Shahid N. ShahAs a doctor, or physician executive, you will spend weeks or months in the “sales and demo cycle” for selecting an EMR. If you’re lucky you will have time to consider all workflows; if you’re even luckier you will test drive the UI and make sure training goes smoothly.

You will also try to ensure that deployment will be easy.

However, another thing not to forget is to plan how to get out of an application or system after it’s been installed for a while.

It’s Harder to Get Out – Than Get in

Why is getting out important? Every application looks better in a demo than in a working environment and every solution becomes “legacy” sooner or later.
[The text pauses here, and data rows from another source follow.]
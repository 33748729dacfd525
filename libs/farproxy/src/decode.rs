// Copyright (c) 2025 Jonathan Fontanez
// SPDX-License-Identifier: BUSL-1.1

//! Wire values to client values.

use std::panic::Location;
use std::sync::Arc;

use crate::context::ContextShared;
use crate::error::{FarProxyError, Result};
use crate::remote::RemoteObject;
use crate::value::{ClientFunction, ErrorValue, NativeImage, ObjectRef, Promise, Value};
use crate::wire::{ErrorPayload, PlainValue, WireMember, WireValue};

/// Decode a wire value received in `context`.
///
/// An `exception` anywhere in the value fails the whole decode with
/// [`FarProxyError::Exception`]. Callbacks created while adopting a host
/// promise are labelled with the caller's location.
#[track_caller]
pub(crate) fn decode(context: &Arc<ContextShared>, wire: WireValue) -> Result<Value> {
    Decoder {
        context,
        location: Location::caller(),
    }
    .decode(wire)
}

struct Decoder<'a> {
    context: &'a Arc<ContextShared>,
    location: &'static Location<'static>,
}

impl Decoder<'_> {
    fn decode(&self, wire: WireValue) -> Result<Value> {
        let context = self.context;
        match wire {
            WireValue::Value { value } => Ok(decode_plain(value)),
            WireValue::Array { members } => {
                let values = members
                    .into_iter()
                    .map(|member| self.decode(member))
                    .collect::<Result<Vec<_>>>()?;
                Ok(Value::from(values))
            }
            WireValue::Buffer { value } => Ok(Value::Buffer(value)),
            WireValue::Image { value } => Ok(Value::Image(NativeImage::from_wire(value)?)),
            WireValue::Object { name, members } => {
                let object = ObjectRef::with_class_name(name);
                for WireMember { name, value } in members {
                    object.set(name, self.decode(value)?);
                }
                Ok(Value::Object(object))
            }
            WireValue::RemoteObject { id } => match context.handles.get_or_null(id) {
                Some(handle) => Ok(Value::Remote(handle)),
                None => Err(FarProxyError::MalformedWire(format!(
                    "remote-object {} is not held by context {}",
                    id, context.id
                ))),
            },
            WireValue::Function { id, .. } => Ok(Value::Function(context.callbacks.resolve(id))),
            WireValue::FunctionWithReturnValue { value } => {
                Ok(Value::Function(ClientFunction::returning(self.decode(*value)?)))
            }
            WireValue::Promise { then } => self.decode_promise(*then),
            WireValue::Error { value, members } => Ok(Value::Error(self.decode_error(value, members)?)),
            WireValue::Exception { value } => match self.decode(*value)? {
                Value::Error(error) => Err(FarProxyError::Exception(error)),
                other => Err(FarProxyError::MalformedWire(format!(
                    "Unexpected value type in exception: {}",
                    other.type_name()
                ))),
            },
            WireValue::Proxy(descriptor) => {
                let id = descriptor.id;
                let handle = context
                    .handles
                    .get_or_insert_with(id, || RemoteObject::from_descriptor(context, descriptor));
                Ok(Value::Remote(handle))
            }
        }
    }

    fn decode_error(&self, payload: ErrorPayload, members: Vec<WireMember>) -> Result<ErrorValue> {
        let mut error = error_from_payload(payload);
        for WireMember { name, value } in members {
            error = error.with_property(name, self.decode(value)?);
        }
        Ok(error)
    }

    /// Adopt a host promise: call its `then` with resolve/reject callbacks.
    fn decode_promise(&self, then: WireValue) -> Result<Value> {
        let then = self.decode(then)?;
        let promise = Promise::pending();

        let on_fulfilled = {
            let promise = promise.clone();
            ClientFunction::with_location(1, self.location, move |args| {
                promise.resolve(args.into_iter().next().unwrap_or(Value::Undefined));
                Ok(Value::Undefined)
            })
        };
        let on_rejected = {
            let promise = promise.clone();
            ClientFunction::with_location(1, self.location, move |args| {
                promise.reject(args.into_iter().next().unwrap_or(Value::Undefined));
                Ok(Value::Undefined)
            })
        };

        if let Err(e) = then.invoke(vec![Value::from(on_fulfilled), Value::from(on_rejected)]) {
            let reason = match e {
                FarProxyError::Exception(error) => error,
                other => ErrorValue::new(other.to_string()),
            };
            promise.reject(Value::Error(reason));
        }
        Ok(Value::Promise(promise))
    }
}

fn decode_plain(value: PlainValue) -> Value {
    match value {
        PlainValue::Undefined => Value::Undefined,
        PlainValue::Null => Value::Null,
        PlainValue::Bool(b) => Value::Bool(b),
        PlainValue::Number(n) => Value::Number(n),
        PlainValue::String(s) => Value::String(s),
        PlainValue::Date(ms) => Value::Date(ms),
        PlainValue::RegExp { source, flags } => Value::RegExp { source, flags },
        PlainValue::Error(payload) => Value::Error(error_from_payload(payload)),
        PlainValue::Binary(bytes) => Value::Buffer(bytes),
        PlainValue::Json(json) => Value::Structured(json),
    }
}

fn error_from_payload(payload: ErrorPayload) -> ErrorValue {
    ErrorValue {
        name: payload.name,
        message: payload.message,
        stack: payload.stack,
        properties: Vec::new(),
    }
}

#[cfg(test)]
mod tests {
    use super::*;
    use crate::marshal;
    use crate::transport::testing::{ScriptedTransport, proxy};
    use crate::value::{ImageRepresentation, PromiseState};
    use crate::wire::{MemberDescriptor, ProxyKind, Request};
    use crate::{ClientContext, ContextConfig};
    use bytes::Bytes;

    fn context() -> (std::sync::Arc<ScriptedTransport>, ClientContext) {
        let transport = ScriptedTransport::unanswered();
        let ctx = ClientContext::new(transport.clone(), ContextConfig::default());
        (transport, ctx)
    }

    #[test]
    fn same_id_decodes_to_same_handle() {
        let (_transport, ctx) = context();
        let pair = WireValue::array(vec![proxy(7, "Thing", vec![]), proxy(7, "Thing", vec![])]);

        let decoded = ctx.decode(pair).unwrap();
        let both = decoded.as_array().unwrap().to_vec();
        assert!(both[0].as_remote().unwrap().ptr_eq(both[1].as_remote().unwrap()));

        let later = ctx.decode(proxy(7, "Thing", vec![])).unwrap();
        assert!(later.as_remote().unwrap().ptr_eq(both[0].as_remote().unwrap()));
        assert_eq!(later.as_remote().unwrap().received(), 3);
    }

    #[test]
    fn marshaled_scalars_decode_to_equal_values() {
        let (_transport, ctx) = context();
        let object = ObjectRef::from_entries([("x", Value::from(true))]);
        let input = vec![
            Value::from(1),
            Value::from("a"),
            Value::Object(object),
            Value::Null,
            Value::Bool(false),
            Value::from(vec![Value::from(1), Value::from("a"), Value::Null]),
            Value::from(Bytes::from_static(&[0, 1, 2])),
        ];

        let wire = ctx.marshal_args(&input).unwrap();
        let output = wire
            .into_iter()
            .map(|w| ctx.decode(w).unwrap())
            .collect::<Vec<_>>();
        assert_eq!(output, input);
    }

    #[test]
    fn self_referencing_array_decodes() {
        let (_transport, ctx) = context();
        let array = crate::value::ArrayRef::new(vec![]);
        array.push(Value::Array(array.clone()));

        let wire = ctx.marshal_args(&[Value::Array(array.clone())]).unwrap();
        let decoded = ctx.decode(wire.into_iter().next().unwrap()).unwrap();
        assert_eq!(decoded, Value::from(vec![Value::Null]));
        array.set(0, Value::Null);
    }

    #[test]
    fn exception_preserves_message_and_properties() {
        let (_transport, ctx) = context();
        let wire = WireValue::Exception {
            value: Box::new(WireValue::Error {
                value: ErrorPayload {
                    name: "TypeError".to_string(),
                    message: "window is destroyed".to_string(),
                    stack: None,
                },
                members: vec![WireMember {
                    name: "code".to_string(),
                    value: WireValue::string("E_DESTROYED"),
                }],
            }),
        };

        let err = ctx.decode(wire).unwrap_err();
        assert_eq!(err.to_string(), "window is destroyed");
        let error = err.as_exception().unwrap();
        assert_eq!(error.name, "TypeError");
        assert_eq!(error.property("code"), Some(&Value::from("E_DESTROYED")));
    }

    #[test]
    fn exception_around_non_error_is_malformed() {
        let (_transport, ctx) = context();
        let err = ctx
            .decode(WireValue::Exception {
                value: Box::new(WireValue::number(3.0)),
            })
            .unwrap_err();
        assert!(matches!(err, FarProxyError::MalformedWire(_)));
    }

    #[test]
    fn unknown_remote_object_id_is_malformed() {
        let (_transport, ctx) = context();
        let err = ctx
            .decode(WireValue::RemoteObject {
                id: crate::ids::ObjectId(404),
            })
            .unwrap_err();
        assert!(matches!(err, FarProxyError::MalformedWire(_)));
    }

    #[test]
    fn passed_back_handle_round_trips_to_itself() {
        let (_transport, ctx) = context();
        let handle = ctx.decode(proxy(9, "Thing", vec![])).unwrap();

        let wire = ctx.marshal_args(&[handle.clone()]).unwrap();
        assert_eq!(
            wire,
            vec![WireValue::RemoteObject {
                id: crate::ids::ObjectId(9)
            }]
        );
        let back = ctx.decode(wire.into_iter().next().unwrap()).unwrap();
        assert_eq!(back, handle);
    }

    #[test]
    fn multi_scale_image_decodes_every_scale() {
        let (_transport, ctx) = context();
        let mut image = NativeImage::from_rgba(1.0, 1, 1, vec![1, 2, 3, 255]).unwrap();
        image
            .add_representation(ImageRepresentation::new(2.0, 2, 2, vec![4u8; 16]).unwrap())
            .unwrap();

        let wire = marshal::marshal_value(ctx.callbacks(), &Value::from(image.clone())).unwrap();
        assert_eq!(ctx.decode(wire).unwrap(), Value::from(image));
    }

    #[test]
    fn oversized_bitmap_is_malformed() {
        let (_transport, ctx) = context();
        let err = ctx
            .decode(WireValue::Image {
                value: crate::wire::ImageWire::Bitmap {
                    scale_factor: 1.0,
                    width: u32::MAX,
                    height: u32::MAX,
                    data: Bytes::from_static(&[0; 4]),
                },
            })
            .unwrap_err();
        assert!(matches!(err, FarProxyError::MalformedWire(_)), "{:?}", err);
    }

    #[test]
    fn promise_callbacks_are_labelled_at_the_decode_call() {
        let (_transport, ctx) = context();
        let then = WireValue::Proxy(crate::wire::ProxyDescriptor {
            kind: ProxyKind::Function,
            id: crate::ids::ObjectId(52),
            name: "then".to_string(),
            members: vec![],
            proto: None,
        });

        let line = line!() + 1;
        ctx.decode(WireValue::Promise { then: Box::new(then) }).unwrap();

        let records = ctx.callbacks().records();
        assert_eq!(records.len(), 2);
        for (_, label) in records {
            assert!(label.contains(&format!("decode.rs:{}:", line)), "{}", label);
        }
    }

    #[test]
    fn host_promise_settles_through_then() {
        let transport = ScriptedTransport::new(|request| match request {
            Request::FunctionCall { args, .. } => match &args[0] {
                // The host calls onFulfilled back; here it answers with the fulfilled value.
                WireValue::Function { .. } => WireValue::undefined(),
                _ => WireValue::exception("Error", "bad then args"),
            },
            other => WireValue::exception("Error", format!("unexpected {}", other.verb())),
        });
        let ctx = ClientContext::new(transport.clone(), ContextConfig::default());

        let then = WireValue::Proxy(crate::wire::ProxyDescriptor {
            kind: ProxyKind::Function,
            id: crate::ids::ObjectId(50),
            name: "then".to_string(),
            members: vec![MemberDescriptor::accessor("length", false)],
            proto: None,
        });
        let decoded = ctx
            .decode(WireValue::Promise {
                then: Box::new(then),
            })
            .unwrap();
        let promise = decoded.as_promise().unwrap();
        assert!(promise.is_pending());

        // The host later fires the onFulfilled callback it was handed.
        let sent = transport.requests();
        let on_fulfilled = match &sent[0] {
            Request::FunctionCall { args, .. } => match &args[0] {
                WireValue::Function { id, .. } => *id,
                other => panic!("unexpected {:?}", other),
            },
            other => panic!("unexpected {:?}", other),
        };
        ctx.callbacks()
            .invoke(on_fulfilled, vec![Value::from("done")])
            .unwrap();
        assert_eq!(promise.state(), PromiseState::Fulfilled(Value::from("done")));
    }

    #[test]
    fn failing_then_rejects_promise() {
        let transport = ScriptedTransport::new(|_| WireValue::exception("Error", "then exploded"));
        let ctx = ClientContext::new(transport.clone(), ContextConfig::default());
        let then = WireValue::Proxy(crate::wire::ProxyDescriptor {
            kind: ProxyKind::Function,
            id: crate::ids::ObjectId(51),
            name: "then".to_string(),
            members: vec![],
            proto: None,
        });

        let decoded = ctx
            .decode(WireValue::Promise {
                then: Box::new(then),
            })
            .unwrap();
        match decoded.as_promise().unwrap().state() {
            PromiseState::Rejected(Value::Error(error)) => assert_eq!(error.message, "then exploded"),
            other => panic!("unexpected {:?}", other),
        }
    }
}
Every system will be replaced or augmented at some point in time. The cost of acquisition (“barrier to entry”) is well understood now as something we need to calculate. But the “barrier to exit” or switching cost is something you must calculate at the time you decide what systems to purchase.

If you can’t answer the “how, in 6, 18, or 24 months, will I be able to move on to the next-better technology or system?” question then you’ve not completed your due diligence in the sales cycle. Vendor sales staff are quite reticent to answer the “how do I leave your system” question; you will need to press hard and ask for a plan before signing any contracts.

Some Vendor Queries

When preparing an RFI or RFP, ask vendors specific questions about how easy it is to get out of their technology (rather than just how easy to it is to deploy and interoperate). Put in specific test cases and have your folks consider this fact when they are looking at all new purchases.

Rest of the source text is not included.